Robert Plamondon has written three books, received over 30 U.S. patents, founded several businesses, is an expert on free-range chickens, and is a semi-struggling novelist. His publishing company, Norton Creek Press, is a treasure trove of the best poultry books of the last 100 years. In addition, he holds down a day job doing technical writing at Workspot.

2 thoughts on “Practical Chicken Feeding Tips”

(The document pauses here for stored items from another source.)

//! Configuration module for Quill
//!
//! This module handles loading, parsing, and validating TOML configuration files.
//! Every crawler and detector option has a default, so a minimal file only needs
//! the `[user-agent]` and `[output]` tables.
//!
//! # Example
//!
//! ```no_run
//! use quill_crawl::config::load_config;
//! use std::path::Path;
//!
//! let config = load_config(Path::new("quill.toml")).unwrap();
//! println!("Crawler will use max depth: {}", config.crawler.max_depth);
//! ```

mod parser;
mod types;
mod validation;

// Re-export types
pub use types::{Config, CrawlerConfig, DetectorConfig, OutputConfig, UserAgentConfig};

// Re-export parser functions
pub use parser::{compute_config_hash, load_config, load_config_with_hash};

  1. Thank you for your sharing and help. I would like to know how to get info on your meat bird operation and if your wife learned the dry pluck method yet. I’m in N. Florida and would like to see if I could make a living with a small meat bird and supplemental egg operation. Thank you Alan Boyd

    1. Alan,

      Karen didn’t succeed in rediscovering the old dry-pluck method. As for making a living with the kind of operation we have, well, we’re only making a part of a living at it. The people who make more than we do seem to have a few things in common: (a) They start small and part-time, with only a small investment at first, giving them time to learn the nuts and bolts before going full-time. (b) They are skeptical about the health-food fads du jour, such as soy-free feeds, most of which are impractical and will bankrupt you in short order. (c) They know how to sell, or learn how to sell as they grow. There are plenty of people who will pay top dollar for top quality, and plenty of people who won’t, and sometimes it takes a while to stop trying to sell to cheapskates and focus in on the people who value what you do. All this is pretty straightforward if you give yourself a little time!